Records to use below:

impl App {
    pub fn new() -> Result<Self> {
        let config = Config::load()?;
        let storage = StorageFile::new(config.storage_dir()?)?;
        let store = Arc::new(SessionStore::open(storage.clone()));
        let lead_secs = config.expiry_lead_secs();
        let client = ApiClient::new(config.api_base_url(), Arc::clone(&store), lead_secs)
            .context("Failed to create API client")?;
        let guard = RouteGuard::new(Arc::clone(&store), lead_secs);
        Ok(Self { config, storage, store, client, guard })
    }

    /// One immediate check of the stored credentials, run before any command.
    pub fn bootstrap(&self) -> Result<()> {
        if check_persisted(&self.store, self.config.expiry_lead_secs())? {
            debug!("restored session from storage");
        }
        Ok(())
    }

    fn ensure_signed_in(&self, view: &str) -> Result<()> {
        if let Err(redirect) = self.guard.check(view) {
            bail!("not signed in - run `terrascope login` first ({redirect})");
        }
        self.guard.revalidate();
        Ok(())
    }

    // ===== Session commands =====

    pub async fn login(
        &mut self,
        username: Option<String>,
        password: Option<String>,
        remember: bool,
    ) -> Result<()> {
        let username = match username.or_else(|| self.config.default_username.clone()) {
            Some(username) => username,
            None => prompt_line("Username: ")?,
        };
        let password = match password {
            Some(password) => password,
            None => match PasswordVault::get(&username)? {
                Some(password) => {
                    debug!("using remembered password");
                    password
                }
                None => rpassword::prompt_password("Password: ")?,
            },
        };

        let user = self.client.login(&username, &password).await?;
        println!("Signed in as {} ({})", user.full_name(), user.role);

        if remember {
            PasswordVault::store(&username, &password)?;
            println!("Password remembered for {username}");
        }
        if self.config.default_username.as_deref() != Some(username.as_str()) {
            self.config.default_username = Some(username);
            self.config.save()?;
        }
        Ok(())
    }

    pub async fn logout(&self) -> Result<()> {
        self.client.logout().await?;
        println!("Signed out");
        Ok(())
    }

    pub fn status(&self) {
        let info = self.store.session_info();
        if !info.is_authenticated {
            println!("Not signed in");
            return;
        }
        if let Some(user) = &info.current_user {
            println!("Signed in as {} <{}>", user.full_name(), user.email);
        }
        println!("Access credential expires in {}", expires_in_display(info.access_expiry));
        println!("Refresh credential expires in {}", expires_in_display(info.refresh_expiry));
    }

    // ===== Profile =====

    pub async fn profile_show(&self) -> Result<()> {
        self.ensure_signed_in("profile")?;
        let profile = self.client.refresh_profile().await?;
        println!("{} <{}>", profile.full_name(), profile.email);
        println!("Role: {}", profile.role);
        if let Some(client_id) = &profile.client_id {
            println!("Client: {client_id}");
        }
        Ok(())
    }

    pub async fn profile_set(
        &self,
        email: Option<String>,
        first_name: Option<String>,
        last_name: Option<String>,
    ) -> Result<()> {
        self.ensure_signed_in("profile")?;
        let update = ProfileUpdate { email, first_name, last_name };
        if update.is_empty() {
            bail!("nothing to update - pass at least one of --email/--first-name/--last-name");
        }
        let profile = self.client.update_profile(&update).await?;
        println!("Profile updated: {} <{}>", profile.full_name(), profile.email);
        Ok(())
    }

    // ===== Projects =====

    pub async fn project_list(&self, filter: Option<String>) -> Result<()> {
        self.ensure_signed_in("projects")?;
        let needle = filter.unwrap_or_default();
        let mut projects = self.client.list_projects().await?;
        projects.retain(|p| contains_ignore_case(&p.name, &needle));
        if projects.is_empty() {
            println!("No projects");
            return Ok(());
        }
        for project in &projects {
            println!("{}  {}", project.id, project.summary());
        }
        Ok(())
    }

    pub async fn project_show(&self, id: &str) -> Result<()> {
        self.ensure_signed_in("projects")?;
        check_guid(id)?;
        let (project, layers) = futures::future::try_join(
            self.client.fetch_project(id),
            self.client.fetch_project_layers(id),
        )
        .await?;

        println!("{} [{}]", project.name, project.status);
        if let Some(description) = &project.description {
            println!("{}", truncate(description, 120));
        }
        if let Some(date) = project.survey_date {
            println!("Survey date: {date}");
        }
        if let Some(centroid) = project.centroid {
            println!("Centroid: {centroid}");
        }

        let groups = LayerGroups::categorize(layers);
        println!(
            "Layers: {} ({} visible) - {} vector, {} raster, {} street imagery",
            groups.total(),
            groups.visible_count(),
            groups.vector.len(),
            groups.raster.len(),
            groups.street.len(),
        );
        Ok(())
    }

    pub async fn project_create(
        &self,
        name: String,
        description: Option<String>,
        client_id: Option<String>,
        workspace_id: Option<String>,
        survey_date: Option<String>,
    ) -> Result<()> {
        self.ensure_signed_in("projects")?;
        let survey_date = survey_date
            .map(|d| {
                NaiveDate::parse_from_str(&d, "%Y-%m-%d")
                    .with_context(|| format!("invalid survey date '{d}', expected YYYY-MM-DD"))
            })
            .transpose()?;
        let project = self
            .client
            .create_project(&NewProject { name, description, client_id, workspace_id, survey_date })
            .await?;
        println!("Created project {} ({})", project.name, project.id);
        Ok(())
    }

    pub async fn project_archive(&self, id: &str) -> Result<()> {
        self.ensure_signed_in("projects")?;
        check_guid(id)?;
        let update = ProjectUpdate { status: Some(ProjectStatus::Archived), ..Default::default() };
        let project = self.client.update_project(id, &update).await?;
        println!("Archived project {}", project.name);
        Ok(())
    }

    pub async fn project_delete(&self, id: &str) -> Result<()> {
        self.ensure_signed_in("projects")?;
        check_guid(id)?;
        self.client.delete_project(id).await?;
        println!("Deleted project {id}");
        Ok(())
    }

    pub async fn project_layers(&self, id: &str) -> Result<()> {
        self.ensure_signed_in("layers")?;
        check_guid(id)?;
        let groups = LayerGroups::categorize(self.client.fetch_project_layers(id).await?);
        if groups.total() == 0 {
            println!("No layers");
            return Ok(());
        }
        for layer in groups.iter() {
            let marker = if layer.visible { "*" } else { " " };
            println!("{marker} [{}] {}", layer.kind, layer.name);
        }
        println!("{} of {} visible", groups.visible_count(), groups.total());
        Ok(())
    }

    // ===== Clients =====

    pub async fn client_list(&self, filter: Option<String>) -> Result<()> {
        self.ensure_signed_in("clients")?;
        let needle = filter.unwrap_or_default();
        let mut clients = self.client.list_clients().await?;
        clients.retain(|c| contains_ignore_case(&c.name, &needle));
        for client in &clients {
            let status = if client.active { "" } else { "  (inactive)" };
            println!("{}  {}  {}{}", client.id, client.name, client.phone_display(), status);
        }
        if clients.is_empty() {
            println!("No clients");
        }
        Ok(())
    }

    pub async fn client_create(
        &self,
        name: String,
        contact_email: Option<String>,
        phone: Option<String>,
        address: Option<String>,
    ) -> Result<()> {
        self.ensure_signed_in("clients")?;
        let client = self
            .client
            .create_client(&NewClient { name, contact_email, phone, address })
            .await?;
        println!("Created client {} ({})", client.name, client.id);
        Ok(())
    }

    pub async fn client_update(
        &self,
        id: &str,
        name: Option<String>,
        contact_email: Option<String>,
        phone: Option<String>,
        active: Option<bool>,
    ) -> Result<()> {
        self.ensure_signed_in("clients")?;
        check_guid(id)?;
        let update = ClientUpdate { name, contact_email, phone, active };
        let client = self.client.update_client(id, &update).await?;
        println!("Updated client {}", client.name);
        Ok(())
    }

    pub async fn client_delete(&self, id: &str) -> Result<()> {
        self.ensure_signed_in("clients")?;
        check_guid(id)?;
        self.client.delete_client(id).await?;
        println!("Deleted client {id}");
        Ok(())
    }

    // ===== Users =====

    pub async fn user_list(&self) -> Result<()> {
        self.ensure_signed_in("users")?;
        for user in self.client.list_users().await? {
            let status = match user.active {
                Some(false) => "  (inactive)",
                _ => "",
            };
            println!("{}  {} <{}>  {}{}", user.id, user.full_name(), user.email, user.role, status);
        }
        Ok(())
    }

    pub async fn user_create(
        &self,
        email: String,
        first_name: String,
        last_name: String,
        role: String,
        client_id: Option<String>,
    ) -> Result<()> {
        self.ensure_signed_in("users")?;
        let role = parse_role(&role)?;
        if let Some(me) = self.store.snapshot().user {
            if !me.role.can_manage() {
                println!("Note: your role ({}) may not be allowed to create users", me.role);
            }
        }
        let user = self
            .client
            .create_user(&NewUser { email, first_name, last_name, role, client_id })
            .await?;
        println!("Created user {} ({})", user.full_name(), user.id);
        Ok(())
    }

    pub async fn user_delete(&self, id: &str) -> Result<()> {
        self.ensure_signed_in("users")?;
        check_guid(id)?;
        self.client.delete_user(id).await?;
        println!("Deleted user {id}");
        Ok(())
    }

    // ===== Workspaces =====

    pub async fn workspace_list(&self) -> Result<()> {
        self.ensure_signed_in("workspaces")?;
        for workspace in self.client.list_workspaces().await? {
            let members = workspace.member_count.unwrap_or(0);
            let projects = workspace.project_count.unwrap_or(0);
            println!(
                "{}  {}  {} member(s), {} project(s)",
                workspace.id, workspace.name, members, projects
            );
        }
        Ok(())
    }

    pub async fn workspace_create(&self, name: String, description: Option<String>) -> Result<()> {
        self.ensure_signed_in("workspaces")?;
        let workspace = self.client.create_workspace(&NewWorkspace { name, description }).await?;
        println!("Created workspace {} ({})", workspace.name, workspace.id);
        Ok(())
    }

    pub async fn workspace_rename(&self, id: &str, name: String) -> Result<()> {
        self.ensure_signed_in("workspaces")?;
        check_guid(id)?;
        let update = WorkspaceUpdate { name: Some(name), ..Default::default() };
        let workspace = self.client.update_workspace(id, &update).await?;
        println!("Renamed workspace to {}", workspace.name);
        Ok(())
    }

    pub async fn workspace_delete(&self, id: &str) -> Result<()> {
        self.ensure_signed_in("workspaces")?;
        check_guid(id)?;
        self.client.delete_workspace(id).await?;
        println!("Deleted workspace {id}");
        Ok(())
    }

    // ===== Watch =====

    /// Foreground session supervisor: runs the expiry scheduler and the
    /// cross-context sync, printing lifecycle events until interrupted.
    pub async fn watch(&self) -> Result<()> {
        let lead_secs = self.config.expiry_lead_secs();
        let scheduler =
            ExpiryScheduler::new(Arc::clone(&self.store), lead_secs, DEFAULT_LIVENESS_INTERVAL);
        let mut scheduler_state = scheduler.state();
        let scheduler_task = tokio::spawn(scheduler.run());
        let _sync = SessionSync::spawn(
            Arc::clone(&self.store),
            StorageWatcher::new(&self.storage)?,
        );
        let mut events = self.store.events();

        self.status();
        println!("Watching session (Ctrl-C to stop)");
        loop {
            tokio::select! {
                _ = tokio::signal::ctrl_c() => break,
                event = events.recv() => match event {
                    Ok(SessionEvent::SignedIn) => println!("signed in"),
                    Ok(SessionEvent::Refreshed) => println!("access credential refreshed"),
                    Ok(SessionEvent::SignedOut { reason }) => println!("{reason}"),
                    Err(broadcast::error::RecvError::Lagged(_)) => continue,
                    Err(broadcast::error::RecvError::Closed) => break,
                },
                changed = scheduler_state.changed() => {
                    if changed.is_err() {
                        break;
                    }
                    match *scheduler_state.borrow() {
                        SchedulerState::Armed { fire_in } => {
                            debug!(fire_in_secs = fire_in.as_secs(), "expiry timer re-armed");
                        }
                        SchedulerState::Idle => debug!("expiry timer idle"),
                    }
                }
            }
        }
        scheduler_task.abort();
        Ok(())
    }
}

End of Records to use.

Word for word, restate the entries from the first line to the line that has "to create API", both included, and nothing else.

## The completed task
impl App {
    pub fn new() -> Result<Self> {
        let config = Config::load()?;
        let storage = StorageFile::new(config.storage_dir()?)?;
        let store = Arc::new(SessionStore::open(storage.clone()));
        let lead_secs = config.expiry_lead_secs();
        let client = ApiClient::new(config.api_base_url(), Arc::clone(&store), lead_secs)
            .context("Failed to create API client")?;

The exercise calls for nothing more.